The county has some responsibilities that the city doesn’t necessarily have to deal with. That is, Judge Brown is a kind of contact person for other governments: federal, state and local.

Brown says the pandemic illustrated this. Depending on state law, it could issue disaster declarations, which allow a jurisdiction to request financial assistance or resources or even disaster response.

But the governor also has that power. During COVID, Gov. Greg Abbott’s orders replaced Brown’s, while Brown’s ordered the city of Austin’s in that layered hierarchy, Brown said.

“In COVID, there was this strange interaction between the governor and I where I was ordering things and (then-Mayor of Austin), Adler, at the time was ordering things about trying to keep people healthy and the governor didn’t agree “, said. “So he sued me twice saying he didn’t have the power to do the things he was trying to do. So there’s an interesting dynamic.”

Unlike Austin’s mayor, county judge is a partisan position. Brown is a Democrat, Abbott is a Republican, so there is a bit of politics to play in the role.

What other responsibilities does this judge have?

Well, the biggest liability in Travis County, at least from a budget standpoint, is the county jail, Brown said.

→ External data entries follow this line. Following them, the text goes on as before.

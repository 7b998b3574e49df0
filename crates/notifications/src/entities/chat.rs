use serde::{Deserialize, Serialize};

use crate::types::UserId;

/// A two-party conversation record.
#[derive(Debug, Clone, Serialize, Deserialize)]
#[serde(rename_all = "camelCase")]
pub struct DirectChat {
    /// The two participants; degenerate records with fewer entries exist
    /// upstream and are treated as a no-op by resolution
    pub participant_ids: Vec<UserId>,
    #[serde(rename = "type")]
    pub chat_type: ChatType,
}

impl DirectChat {
    pub fn new(a: impl Into<UserId>, b: impl Into<UserId>) -> Self {
        Self {
            participant_ids: vec![a.into(), b.into()],
            chat_type: ChatType::Direct,
        }
    }

    /// The participant who is not `sender_id`, i.e. the sole recipient.
    pub fn other_participant(&self, sender_id: &str) -> Option<&UserId> {
        self.participant_ids.iter().find(|id| *id != sender_id)
    }
}

/// A group conversation record.
#[derive(Debug, Clone, Serialize, Deserialize)]
#[serde(rename_all = "camelCase")]
pub struct GroupChat {
    pub participant_ids: Vec<UserId>,
    /// Group display name, used as the notification title
    pub name: String,
    #[serde(rename = "type")]
    pub chat_type: ChatType,
}

impl GroupChat {
    pub fn new(
        name: impl Into<String>,
        participants: impl IntoIterator<Item = impl Into<UserId>>,
    ) -> Self {
        Self {
            participant_ids: participants.into_iter().map(Into::into).collect(),
            name: name.into(),
            chat_type: ChatType::Group,
        }
    }

    /// Every participant except the sender, in stored order.
    pub fn recipients<'a>(&'a self, sender_id: &'a str) -> impl Iterator<Item = &'a UserId> {
        self.participant_ids.iter().filter(move |id| *id != sender_id)
    }
}

/// Conversation type enumeration
#[derive(Debug, Clone, Serialize, Deserialize, PartialEq)]
#[serde(rename_all = "lowercase")]
pub enum ChatType {
    Direct,
    Group,
}

impl From<&str> for ChatType {
    fn from(s: &str) -> Self {
        match s.to_lowercase().as_str() {
            "group" => ChatType::Group,
            _ => ChatType::Direct,
        }
    }
}

impl std::fmt::Display for ChatType {
    fn fmt(&self, f: &mut std::fmt::Formatter<'_>) -> std::fmt::Result {
        match self {
            ChatType::Direct => write!(f, "direct"),
            ChatType::Group => write!(f, "group"),
        }
    }
}

#[cfg(test)]
mod tests {
    use super::*;

    #[test]
    fn test_other_participant_skips_sender() {
        let chat = DirectChat::new("user-a", "user-b");
        assert_eq!(
            chat.other_participant("user-a").map(String::as_str),
            Some("user-b")
        );
        assert_eq!(
            chat.other_participant("user-b").map(String::as_str),
            Some("user-a")
        );
    }

    #[test]
    fn test_other_participant_handles_degenerate_record() {
        let chat = DirectChat {
            participant_ids: vec!["user-a".to_string()],
            chat_type: ChatType::Direct,
        };
        assert!(chat.other_participant("user-a").is_none());
    }

    #[test]
    fn test_group_recipients_preserve_order() {
        let group = GroupChat::new("Equipo", ["user-a", "user-b", "user-c"]);
        let recipients: Vec<&str> = group.recipients("user-b").map(String::as_str).collect();
        assert_eq!(recipients, vec!["user-a", "user-c"]);
    }

    #[test]
    fn test_chat_type_from_str() {
        assert_eq!(ChatType::from("group"), ChatType::Group);
        assert_eq!(ChatType::from("direct"), ChatType::Direct);
        assert_eq!(ChatType::from("anything-else"), ChatType::Direct);
    }
}
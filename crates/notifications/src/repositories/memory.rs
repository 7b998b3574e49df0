//! In-memory repository implementations for tests and local runs.

use std::collections::HashMap;
use std::sync::Arc;

use async_trait::async_trait;
use tokio::sync::RwLock;

use crate::entities::{DirectChat, GroupChat, User};
use crate::types::{DeviceToken, StoreError, StoreResult};

use super::{ConversationRepository, TokenRewrite, UserRepository};

/// In-memory user repository
#[derive(Clone, Default)]
pub struct InMemoryUserRepository {
    users: Arc<RwLock<HashMap<String, User>>>,
    fail_with: Arc<RwLock<Option<StoreError>>>,
}

impl InMemoryUserRepository {
    pub fn new() -> Self {
        Self::default()
    }

    pub async fn insert(&self, user: User) {
        let mut users = self.users.write().await;
        users.insert(user.id.clone(), user);
    }

    /// Make every subsequent call fail with `error`, for exercising the
    /// error-swallowing path at the trigger boundary.
    pub async fn fail_with(&self, error: StoreError) {
        let mut fail = self.fail_with.write().await;
        *fail = Some(error);
    }

    pub async fn tokens_of(&self, id: &str) -> Vec<DeviceToken> {
        let users = self.users.read().await;
        users
            .get(id)
            .map(|user| user.fcm_tokens.clone())
            .unwrap_or_default()
    }

    async fn check_failure(&self) -> StoreResult<()> {
        let fail = self.fail_with.read().await;
        match fail.as_ref() {
            Some(error) => Err(error.clone()),
            None => Ok(()),
        }
    }
}

#[async_trait]
impl UserRepository for InMemoryUserRepository {
    async fn find_by_id(&self, id: &str) -> StoreResult<Option<User>> {
        self.check_failure().await?;
        let users = self.users.read().await;
        Ok(users.get(id).cloned())
    }

    async fn find_with_any_token(&self, tokens: &[DeviceToken]) -> StoreResult<Vec<User>> {
        self.check_failure().await?;
        let users = self.users.read().await;
        let mut matches: Vec<User> = users
            .values()
            .filter(|user| user.fcm_tokens.iter().any(|t| tokens.contains(t)))
            .cloned()
            .collect();
        matches.sort_by(|a, b| a.id.cmp(&b.id));
        Ok(matches)
    }

    async fn rewrite_tokens(&self, rewrites: &[TokenRewrite]) -> StoreResult<()> {
        self.check_failure().await?;
        let mut users = self.users.write().await;
        // All-or-nothing, matching the store's batched-write contract.
        for rewrite in rewrites {
            if !users.contains_key(&rewrite.user_id) {
                return Err(StoreError::BatchWriteFailed(format!(
                    "no such user: {}",
                    rewrite.user_id
                )));
            }
        }
        for rewrite in rewrites {
            if let Some(user) = users.get_mut(&rewrite.user_id) {
                user.fcm_tokens = rewrite.fcm_tokens.clone();
            }
        }
        Ok(())
    }
}

/// In-memory conversation repository over both chat collections.
#[derive(Clone, Default)]
pub struct InMemoryConversationRepository {
    direct: Arc<RwLock<HashMap<String, DirectChat>>>,
    groups: Arc<RwLock<HashMap<String, GroupChat>>>,
}

impl InMemoryConversationRepository {
    pub fn new() -> Self {
        Self::default()
    }

    pub async fn insert_direct(&self, id: impl Into<String>, chat: DirectChat) {
        let mut direct = self.direct.write().await;
        direct.insert(id.into(), chat);
    }

    pub async fn insert_group(&self, id: impl Into<String>, group: GroupChat) {
        let mut groups = self.groups.write().await;
        groups.insert(id.into(), group);
    }
}

#[async_trait]
impl ConversationRepository for InMemoryConversationRepository {
    async fn group_exists(&self, id: &str) -> StoreResult<bool> {
        let groups = self.groups.read().await;
        Ok(groups.contains_key(id))
    }

    async fn find_group(&self, id: &str) -> StoreResult<Option<GroupChat>> {
        let groups = self.groups.read().await;
        Ok(groups.get(id).cloned())
    }

    async fn find_direct(&self, id: &str) -> StoreResult<Option<DirectChat>> {
        let direct = self.direct.read().await;
        Ok(direct.get(id).cloned())
    }
}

“Our jail is currently the largest spending item in county government, and it is also the largest mental health facility in the county,” he said. “Both of those things are not excellent.”

And that’s part of the reason he ran for this position. He wanted to build what’s called a diversion center, a place where people with unmet mental health needs can go, instead of a jail. His effort will require some political wrangling. But it also requires a lot of coordination with federal, state and local governments.

But unlike COVID, Brown hopes the diversion center will be one of the rare issues that unites the local Democrats and Republicans who control the Legislature. Keeping people locked up is expensive, Brown said, so reducing the prison population could appeal to the typically budget-conscious Republican Party.

“It’s, again, one of those things where everyone from me to the Texas Legislature… we all agree that this is something we need to do,” he said. “And I think we need to build the gold standard of a diversion center here in Travis County because it affects a lot of things.”

Part of that will require some marshalling of federal, state and local resources. In a nutshell, that’s what a county judge does: he coordinates resources and helps manage implementation.

That job is trickier in some smaller, rural Texas counties without the fiscal wealth of larger ones.